Blueberry Pie Recipe
Blueberry Pie Recipe
Ingredients:
2 & 1/2 c of flour (all-purpose)
6 Tbsps of sugar (granulated)
1/4 tsp of salt
5 Tbsps of ice water
8 Tbsps of low-fat margarine; chilled & cut-up
8 Tbsps of fat free margarine; chilled
5 c of blueberries
2 tsps of lemon-zest
1/4 c of cornstarch
1 eggwhite (large)
1 tsp of extract (vanilla)
Instructions:
Have oven preheated to three hundred seventy-five degrees Fahrenheit.
Combine 1 tsp sugar, flour & salt w/ margarines, mixing w/ fork ’til mixture appears to be a coarsemeal. You add four tablespoons water & mix ’til formed into ball.
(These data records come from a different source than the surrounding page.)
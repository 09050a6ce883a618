//! One pass of a flow: input, processes in order, projection, output.
use std::{
    collections::{HashMap, HashSet},
    time::Duration,
};

use flow_plugin::{PluginError, Record};
use thiserror::Error;
use tokio::time::Instant;
use tracing::{debug, error, info, warn};
use uuid::Uuid;

use crate::flow::{Flow, GatePermit};

#[derive(Debug, Error)]
pub enum RunError {
    #[error("input `{alias}` failed: {source}")]
    Input {
        alias: String,
        #[source]
        source: PluginError,
    },

    #[error("process `{alias}` failed: {source}")]
    Process {
        alias: String,
        #[source]
        source: PluginError,
    },

    #[error("output `{alias}` failed: {source}")]
    Output {
        alias: String,
        #[source]
        source: PluginError,
    },
}

#[derive(Debug, Clone, Copy, PartialEq, Eq)]
pub enum RunOutcome {
    /// The re-entrancy gate was full.
    Locked,
    /// Nothing to send.
    NoData,
    Sent { received: usize, sent: usize },
}

/// Records of one run, addressed by UUID so that every stage sees the
/// mutations of the stages before it.
#[derive(Default)]
struct Arena {
    records: HashMap<Uuid, Record>,
}

impl Arena {
    fn store(&mut self, records: Vec<Record>) -> Vec<Uuid> {
        records
            .into_iter()
            .map(|r| {
                let id = r.uuid();
                self.records.insert(id, r);
                id
            })
            .collect()
    }

    fn take_copies(&self, ids: &[Uuid]) -> Vec<Record> {
        ids.iter().filter_map(|id| self.records.get(id).cloned()).collect()
    }
}

/// Appends the ids of `more` not yet in `seen`, keeping first-seen order.
fn union_into(out: &mut Vec<Uuid>, seen: &mut HashSet<Uuid>, more: &[Uuid]) {
    out.extend(more.iter().filter(|id| seen.insert(**id)));
}

/// Acquires the flow's gate and runs one pass.
pub async fn run(flow: &Flow, plugin_timeout: Duration) -> Result<RunOutcome, RunError> {
    let Some(permit) = flow.gate().try_acquire() else {
        warn!(flow = %flow.name(), running = flow.gate().running(), "flow locked, skipping run");
        return Ok(RunOutcome::Locked);
    };
    run_permitted(flow, permit, plugin_timeout).await
}

/// Runs one pass under an already acquired permit, released on return.
#[tracing::instrument(name = "flow_run", skip_all, fields(flow = %flow.name(), run = tracing::field::Empty))]
pub async fn run_permitted(flow: &Flow, permit: GatePermit, plugin_timeout: Duration) -> Result<RunOutcome, RunError> {
    let _permit = permit;
    let run_id = Uuid::new_v4();
    tracing::Span::current().record("run", tracing::field::display(run_id));
    let metrics = &flow.info.metrics;
    metrics.reset();
    let started = Instant::now();
    info!("run started");

    let result = evaluate(flow, plugin_timeout).await;
    match &result {
        Ok(RunOutcome::Sent { received, sent }) => {
            info!(received, sent, elapsed = ?started.elapsed(), "run finished");
        }
        Ok(_) => debug!(elapsed = ?started.elapsed(), "run finished"),
        Err(e) => {
            metrics.error();
            error!(error = %e, elapsed = ?started.elapsed(), "run failed");
        }
    }
    result
}

async fn evaluate(flow: &Flow, plugin_timeout: Duration) -> Result<RunOutcome, RunError> {
    let metrics = &flow.info.metrics;

    let received = flow.input.receive().await.map_err(|source| RunError::Input {
        alias: flow.input.name().to_string(),
        source,
    })?;
    if !received.expired.is_empty() {
        warn!(sources = ?received.expired, "sources expired");
        metrics.expired(received.expired.len() as u64);
    }

    let mut arena = Arena::default();
    let input_ids = arena.store(received.records);

    let to_send = if input_ids.is_empty() && flow.processes.is_empty() {
        Vec::new()
    } else {
        // stage id -> ids of the records it emitted; the input is stage 0
        let mut outputs: HashMap<usize, Vec<Uuid>> = HashMap::new();
        outputs.insert(0, input_ids.clone());

        for process in &flow.processes {
            let incoming_ids = if process.require().is_empty() {
                input_ids.clone()
            } else {
                let mut ids = Vec::new();
                let mut seen = HashSet::new();
                for stage in process.require() {
                    if let Some(out) = outputs.get(stage) {
                        union_into(&mut ids, &mut seen, out);
                    }
                }
                ids
            };
            let incoming = arena.take_copies(&incoming_ids);
            debug!(stage = process.id(), alias = %process.alias(), incoming = incoming.len(), "process stage");

            let outgoing = process.process(incoming).await.map_err(|source| RunError::Process {
                alias: process.alias().to_string(),
                source,
            })?;
            if outgoing.is_empty() {
                debug!(alias = %process.alias(), "stage emitted nothing");
            }
            let ids = arena.store(outgoing);
            outputs.insert(process.id(), ids);
        }

        let mut ids = Vec::new();
        let mut seen = HashSet::new();
        union_into(&mut ids, &mut seen, &input_ids);
        for process in flow.processes.iter().filter(|p| p.include()) {
            if let Some(out) = outputs.get(&process.id()) {
                union_into(&mut ids, &mut seen, out);
            }
        }
        if ids.is_empty() {
            info!("no data");
            metrics.no_data();
            return Ok(RunOutcome::NoData);
        }
        ids
    };

    let batch: Vec<Record> = to_send
        .iter()
        .filter_map(|id| arena.records.remove(id))
        .collect();
    let output_err = |source| RunError::Output {
        alias: flow.output.name().to_string(),
        source,
    };
    match tokio::time::timeout(plugin_timeout, flow.output.send(&batch)).await {
        Ok(result) => result.map_err(output_err)?,
        Err(_) => return Err(output_err(PluginError::Timeout(plugin_timeout))),
    }

    metrics.set_received(input_ids.len() as u64);
    metrics.set_sent(batch.len() as u64);
    Ok(RunOutcome::Sent {
        received: input_ids.len(),
        sent: batch.len(),
    })
}
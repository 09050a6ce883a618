use std::{path::PathBuf, sync::Arc};

use clap::{Parser, Subcommand};

pub mod config;
pub mod flow;
pub mod plugins;
pub mod run;
pub mod schema;

use feedflow::{app::AppError, registry::Registry};
use flow_plugin::AppConfig;

#[derive(Parser, Debug)]
#[command(
    name = "feedflow",
    about = "Scheduled input, process and output pipelines",
    version
)]
pub struct Cli {
    /// Config file; searched for when omitted
    #[arg(long, global = true)]
    pub config: Option<PathBuf>,

    /// Log level or filter directives, overrides the config
    #[arg(long, global = true)]
    pub log_level: Option<String>,

    /// Also log to a daily file under `<flow_data>/logs`
    #[arg(long, global = true)]
    pub log_file: bool,

    #[command(subcommand)]
    pub command: Option<Commands>,
}

#[derive(Subcommand, Debug, Clone)]
pub enum Commands {
    /// Run the scheduler until interrupted
    Run,

    /// Check a flow file against the registered plugins
    Validate { file: PathBuf },

    /// Write a commented sample config
    SampleConfig { path: Option<PathBuf> },

    /// Emit JSON-Schema for flow files and records
    Schema { dir: PathBuf },

    /// List plugins and their parameters
    Plugins,
}

pub struct CliContext {
    pub config_path: PathBuf,
    pub app: Arc<AppConfig>,
    pub registry: Registry,
}

pub async fn execute(context: &CliContext, command: Commands) -> Result<(), AppError> {
    match command {
        Commands::Run => run::execute(context).await,
        Commands::Validate { file } => flow::validate(context, &file),
        Commands::Schema { dir } => schema::execute(&dir),
        Commands::Plugins => {
            plugins::execute(context);
            Ok(())
        }
        Commands::SampleConfig { path } => config::sample(path.as_deref()),
    }
}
Transfer into lightly-floured working surface & divide it into 2 even portions. Have every portion rolled into 12″ rounds. You press a round carefully into sides & bottom of 9″ pie pan, letting some dough hang on sides then set it aside.
COmbine sugar, blueberries, zest, vanilla & cornstarch in mixing bowl, tossing to blend. You pour this mixture onto crust. Top w/ 2nd crust then seal sides decoratively.
Whisk eggwhites & 1 Tbsp water together then brush the pie’s surface. Sprinkle w/ extra sugar. Have top pricked w/ fork all over for vent.
Have pie transferred into bake sheet then bake pie ’til crust becomes golden & filling becomes bubbly (approx 1 hr & 15 mins). Cool completely on racks for 10 mins prior to slicing.